[Stored data]
◇ ◇ ◇ ◇

//! Common test utilities for mocked DailyMed API tests

use dailymed_client::{ClientConfig, DailyMedClient, RetryConfig};
use std::time::Duration;

/// Build the JSON body of one `spls.json` page.
#[allow(dead_code)]
pub fn spl_page_body(setids: &[&str], next_page_url: Option<&str>) -> String {
    let data: Vec<String> = setids
        .iter()
        .map(|id| {
            format!(
                r#"{{"spl_version":2,"published_date":"Feb 02, 2021","title":"LABEL {id}","setid":"{id}"}}"#
            )
        })
        .collect();
    let next = match next_page_url {
        Some(url) => format!(r#""{url}""#),
        None => "null".to_string(),
    };

    format!(
        r#"{{
            "metadata": {{
                "total_elements": {},
                "elements_per_page": 100,
                "current_page": 1,
                "next_page_url": {}
            }},
            "data": [{}]
        }}"#,
        setids.len(),
        next,
        data.join(",")
    )
}

/// Client pointing at the mock server with retries disabled, so tests can
/// assert on the first response.
pub fn create_test_client(base_url: &str) -> DailyMedClient {
    let config = ClientConfig::new()
        .with_base_url(base_url)
        .with_retry_config(RetryConfig::disabled());
    DailyMedClient::with_config(config)
}

/// Client pointing at the mock server with a fast retry policy.
#[allow(dead_code)]
pub fn create_retrying_test_client(base_url: &str) -> DailyMedClient {
    let config = ClientConfig::new()
        .with_base_url(base_url)
        .with_retry_config(RetryConfig {
            max_retries: 3,
            base_delay: Duration::from_millis(5),
            max_delay: Duration::from_millis(20),
        });
    DailyMedClient::with_config(config)
}
use async_trait::async_trait;
use reqwest::Client;
use tracing::{debug, info, instrument, warn};

use crate::batch::{DrugResolver, LabelFetcher};
use crate::config::ClientConfig;
use crate::error::{DailyMedError, Result, TransportError};
use crate::retry::with_retry;
use crate::spl::models::{LabelDocument, SplEntry};
use crate::spl::responses::SplListResponse;

/// Largest page size the `spls.json` endpoint accepts.
const MAX_PAGE_SIZE: usize = 100;

/// Client for the DailyMed SPL web service
#[derive(Clone)]
pub struct DailyMedClient {
    client: Client,
    base_url: String,
    config: ClientConfig,
}

impl DailyMedClient {
    /// Create a new client with default configuration.
    ///
    /// # Example
    ///
    /// ```
    /// use dailymed_client::DailyMedClient;
    ///
    /// let client = DailyMedClient::new();
    /// ```
    pub fn new() -> Self {
        Self::with_config(ClientConfig::new())
    }

    /// Create a new client with custom configuration.
    ///
    /// # Example
    ///
    /// ```
    /// use std::time::Duration;
    /// use dailymed_client::{ClientConfig, DailyMedClient};
    ///
    /// let config = ClientConfig::new().with_timeout(Duration::from_secs(10));
    /// let client = DailyMedClient::with_config(config);
    /// ```
    pub fn with_config(config: ClientConfig) -> Self {
        let base_url = config.effective_base_url().to_string();

        let client = Client::builder()
            .timeout(config.timeout)
            .user_agent(config.effective_user_agent())
            .build()
            .expect("Failed to create HTTP client");

        Self {
            client,
            base_url,
            config,
        }
    }

    /// Create a new client from a pre-built `reqwest` client and default
    /// configuration.
    pub fn with_client(client: Client) -> Self {
        let config = ClientConfig::new();
        let base_url = config.effective_base_url().to_string();

        Self {
            client,
            base_url,
            config,
        }
    }

    /// Search drug labels by name.
    ///
    /// Matches are returned in the relevance order reported by the service,
    /// truncated to the first `limit` entries. Pagination is followed
    /// transparently when one page is not enough to satisfy `limit`.
    ///
    /// An empty result is not an error.
    ///
    /// # Errors
    ///
    /// * `DailyMedError::InvalidQuery` - empty name or zero limit
    /// * `DailyMedError::LookupError` - request failed or non-success status
    /// * `DailyMedError::ParseError` - response body was not the expected structure
    ///
    /// # Example
    ///
    /// ```no_run
    /// use dailymed_client::DailyMedClient;
    ///
    /// #[tokio::main]
    /// async fn main() -> Result<(), Box<dyn std::error::Error>> {
    ///     let client = DailyMedClient::new();
    ///     let entries = client.search_labels("ibuprofen", 3).await?;
    ///     for entry in entries {
    ///         println!("{}: {}", entry.setid, entry.title);
    ///     }
    ///     Ok(())
    /// }
    /// ```
    #[instrument(skip(self), fields(drug_name = %name, limit = limit))]
    pub async fn search_labels(&self, name: &str, limit: usize) -> Result<Vec<SplEntry>> {
        let name = name.trim();
        if name.is_empty() {
            return Err(DailyMedError::InvalidQuery(
                "drug name must not be empty".to_string(),
            ));
        }
        if limit == 0 {
            return Err(DailyMedError::InvalidQuery(
                "limit must be at least 1".to_string(),
            ));
        }

        let page_size = limit.min(MAX_PAGE_SIZE);
        let mut entries: Vec<SplEntry> = Vec::new();
        let mut page = 1usize;

        loop {
            let url = format!(
                "{}/services/v2/spls.json?drug_name={}&pagesize={}&page={}",
                self.base_url,
                urlencoding::encode(name),
                page_size,
                page
            );

            debug!(page = page, "Making SPL search request");
            let response = with_retry(
                || async {
                    let response =
                        self.client.get(&url).send().await.map_err(|err| {
                            DailyMedError::LookupError {
                                source: TransportError::Request(err),
                            }
                        })?;

                    // 5xx and 429 are transient; report them through the
                    // retry layer instead of failing outright.
                    if response.status().is_server_error() || response.status().as_u16() == 429 {
                        return Err(DailyMedError::LookupError {
                            source: TransportError::Status {
                                status: response.status().as_u16(),
                                message: response
                                    .status()
                                    .canonical_reason()
                                    .unwrap_or("Unknown error")
                                    .to_string(),
                            },
                        });
                    }

                    Ok(response)
                },
                &self.config.retry_config,
                "DailyMed search request",
            )
            .await?;

            if !response.status().is_success() {
                warn!(status = %response.status(), "Search request failed");
                return Err(DailyMedError::LookupError {
                    source: TransportError::Status {
                        status: response.status().as_u16(),
                        message: response
                            .status()
                            .canonical_reason()
                            .unwrap_or("Unknown error")
                            .to_string(),
                    },
                });
            }

            let body = response
                .text()
                .await
                .map_err(|err| DailyMedError::LookupError {
                    source: TransportError::Request(err),
                })?;
            let result: SplListResponse = serde_json::from_str(&body)?;

            let page_len = result.data.len();
            for entry in result.data {
                if entry.setid.trim().is_empty() {
                    warn!(title = %entry.title, "Skipping search match without a set id");
                    continue;
                }
                entries.push(entry.into());
                if entries.len() == limit {
                    break;
                }
            }

            if entries.len() >= limit {
                break;
            }
            if page_len == 0 || result.metadata.next_page_url.is_none() {
                break;
            }
            page += 1;
        }

        info!(matches = entries.len(), "Search completed");
        Ok(entries)
    }

    /// Resolve a drug name to the set ids of its matching labels.
    ///
    /// Shorthand for [`search_labels`](Self::search_labels) when only the
    /// identifiers are needed.
    pub async fn resolve_setids(&self, name: &str, limit: usize) -> Result<Vec<String>> {
        let entries = self.search_labels(name, limit).await?;
        Ok(entries.into_iter().map(|entry| entry.setid).collect())
    }

    /// Download the SPL XML document for one set id.
    ///
    /// The body is returned exactly as served; no validation beyond a
    /// non-empty check is performed.
    ///
    /// # Errors
    ///
    /// * `DailyMedError::InvalidSetId` - blank set id
    /// * `DailyMedError::FetchError` - request failed or non-success status
    /// * `DailyMedError::EmptyDocumentError` - service returned an empty body
    ///
    /// # Example
    ///
    /// ```no_run
    /// use dailymed_client::DailyMedClient;
    ///
    /// #[tokio::main]
    /// async fn main() -> Result<(), Box<dyn std::error::Error>> {
    ///     let client = DailyMedClient::new();
    ///     let document = client
    ///         .fetch_label("11111111-2222-3333-4444-555555555555")
    ///         .await?;
    ///     println!("{} bytes", document.content.len());
    ///     Ok(())
    /// }
    /// ```
    #[instrument(skip(self), fields(setid = %setid))]
    pub async fn fetch_label(&self, setid: &str) -> Result<LabelDocument> {
        let setid = setid.trim();
        if setid.is_empty() {
            return Err(DailyMedError::InvalidSetId {
                setid: setid.to_string(),
            });
        }

        let url = format!(
            "{}/downloads/labelxml.cfm?setid={}",
            self.base_url,
            urlencoding::encode(setid)
        );

        debug!("Making label download request");
        let response = with_retry(
            || async {
                let response =
                    self.client.get(&url).send().await.map_err(|err| {
                        DailyMedError::FetchError {
                            setid: setid.to_string(),
                            source: TransportError::Request(err),
                        }
                    })?;

                if response.status().is_server_error() || response.status().as_u16() == 429 {
                    return Err(DailyMedError::FetchError {
                        setid: setid.to_string(),
                        source: TransportError::Status {
                            status: response.status().as_u16(),
                            message: response
                                .status()
                                .canonical_reason()
                                .unwrap_or("Unknown error")
                                .to_string(),
                        },
                    });
                }

                Ok(response)
            },
            &self.config.retry_config,
            "DailyMed label request",
        )
        .await?;

        if !response.status().is_success() {
            warn!(status = %response.status(), "Label request failed");
            return Err(DailyMedError::FetchError {
                setid: setid.to_string(),
                source: TransportError::Status {
                    status: response.status().as_u16(),
                    message: response
                        .status()
                        .canonical_reason()
                        .unwrap_or("Unknown error")
                        .to_string(),
                },
            });
        }

        let content = response
            .bytes()
            .await
            .map_err(|err| DailyMedError::FetchError {
                setid: setid.to_string(),
                source: TransportError::Request(err),
            })?;

        if content.is_empty() {
            warn!("Label document body was empty");
            return Err(DailyMedError::EmptyDocumentError {
                setid: setid.to_string(),
            });
        }

        info!(bytes = content.len(), "Fetched label document");
        Ok(LabelDocument {
            setid: setid.to_string(),
            content: content.to_vec(),
        })
    }
}

impl Default for DailyMedClient {
    fn default() -> Self {
        Self::new()
    }
}

#[async_trait]
impl DrugResolver for DailyMedClient {
    async fn resolve(&self, name: &str, limit: usize) -> Result<Vec<String>> {
        self.resolve_setids(name, limit).await
    }
}

#[async_trait]
impl LabelFetcher for DailyMedClient {
    async fn fetch(&self, setid: &str) -> Result<LabelDocument> {
        self.fetch_label(setid).await
    }
}
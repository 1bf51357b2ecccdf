//! DailyMed SPL service layer: search (`spls.json`) and label download
//! (`labelxml.cfm`).

mod client;
mod models;
pub(crate) mod responses;

pub use client::DailyMedClient;
pub use models::{LabelDocument, SplEntry};
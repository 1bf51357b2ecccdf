use serde::{Deserialize, Serialize};

use crate::spl::models::SplEntry;

/// One page of the `spls.json` index.
///
/// A missing `data` field is a malformed response; everything in `metadata`
/// is treated as optional because the service omits fields on edge pages.
#[derive(Debug, Serialize, Deserialize)]
pub(crate) struct SplListResponse {
    #[serde(default)]
    pub metadata: SplListMetadata,
    pub data: Vec<SplEntryData>,
}

#[derive(Debug, Default, Serialize, Deserialize)]
pub(crate) struct SplListMetadata {
    #[serde(default)]
    pub total_elements: Option<u64>,
    #[serde(default)]
    pub elements_per_page: Option<u64>,
    #[serde(default)]
    pub current_page: Option<u64>,
    #[serde(default)]
    pub next_page: Option<u64>,
    #[serde(default)]
    pub next_page_url: Option<String>,
}

#[derive(Debug, Serialize, Deserialize)]
pub(crate) struct SplEntryData {
    pub setid: String,
    #[serde(default)]
    pub title: String,
    #[serde(default)]
    pub spl_version: Option<u32>,
    #[serde(default)]
    pub published_date: Option<String>,
}

impl From<SplEntryData> for SplEntry {
    fn from(data: SplEntryData) -> Self {
        SplEntry {
            setid: data.setid,
            title: data.title,
            spl_version: data.spl_version,
            published_date: data.published_date,
        }
    }
}
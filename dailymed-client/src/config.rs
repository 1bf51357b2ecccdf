//! Client configuration.

use std::time::Duration;

use crate::retry::RetryConfig;

/// Base URL of the public DailyMed service.
pub const DEFAULT_BASE_URL: &str = "https://dailymed.nlm.nih.gov/dailymed";

const DEFAULT_TIMEOUT: Duration = Duration::from_secs(30);

/// Configuration for [`DailyMedClient`](crate::DailyMedClient).
///
/// # Example
///
/// ```
/// use std::time::Duration;
/// use dailymed_client::ClientConfig;
///
/// let config = ClientConfig::new()
///     .with_timeout(Duration::from_secs(10))
///     .with_user_agent("label-mirror/1.0");
/// ```
#[derive(Debug, Clone)]
pub struct ClientConfig {
    /// Custom base URL; `None` selects the public DailyMed service
    pub base_url: Option<String>,
    /// Per-request timeout
    pub timeout: Duration,
    /// Custom user agent string
    pub user_agent: Option<String>,
    /// Backoff policy for transient request failures
    pub retry_config: RetryConfig,
}

impl ClientConfig {
    /// Create a configuration with the public base URL, a 30 second
    /// timeout, and the default retry policy.
    pub fn new() -> Self {
        Self {
            base_url: None,
            timeout: DEFAULT_TIMEOUT,
            user_agent: None,
            retry_config: RetryConfig::default(),
        }
    }

    /// Override the service base URL (e.g. for a mock server in tests).
    pub fn with_base_url(mut self, base_url: impl Into<String>) -> Self {
        let mut base_url = base_url.into();
        while base_url.ends_with('/') {
            base_url.pop();
        }
        self.base_url = Some(base_url);
        self
    }

    /// Override the per-request timeout.
    pub fn with_timeout(mut self, timeout: Duration) -> Self {
        self.timeout = timeout;
        self
    }

    /// Override the user agent sent with every request.
    pub fn with_user_agent(mut self, user_agent: impl Into<String>) -> Self {
        self.user_agent = Some(user_agent.into());
        self
    }

    /// Override the retry policy.
    pub fn with_retry_config(mut self, retry_config: RetryConfig) -> Self {
        self.retry_config = retry_config;
        self
    }

    /// Base URL requests are issued against.
    pub fn effective_base_url(&self) -> &str {
        self.base_url.as_deref().unwrap_or(DEFAULT_BASE_URL)
    }

    /// User agent sent with every request.
    pub fn effective_user_agent(&self) -> String {
        self.user_agent
            .clone()
            .unwrap_or_else(|| format!("dailymed-client/{}", env!("CARGO_PKG_VERSION")))
    }
}

impl Default for ClientConfig {
    fn default() -> Self {
        Self::new()
    }
}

◇ ◇ ◇ ◇

Reproduce each line of the records in which "spls" appears.

▶ _SOLUTION FOR THIS EXERCISE_
/// Build the JSON body of one `spls.json` page.
/// Largest page size the `spls.json` endpoint accepts.
                "{}/services/v2/spls.json?drug_name={}&pagesize={}&page={}",
//! DailyMed SPL service layer: search (`spls.json`) and label download
/// One page of the `spls.json` index.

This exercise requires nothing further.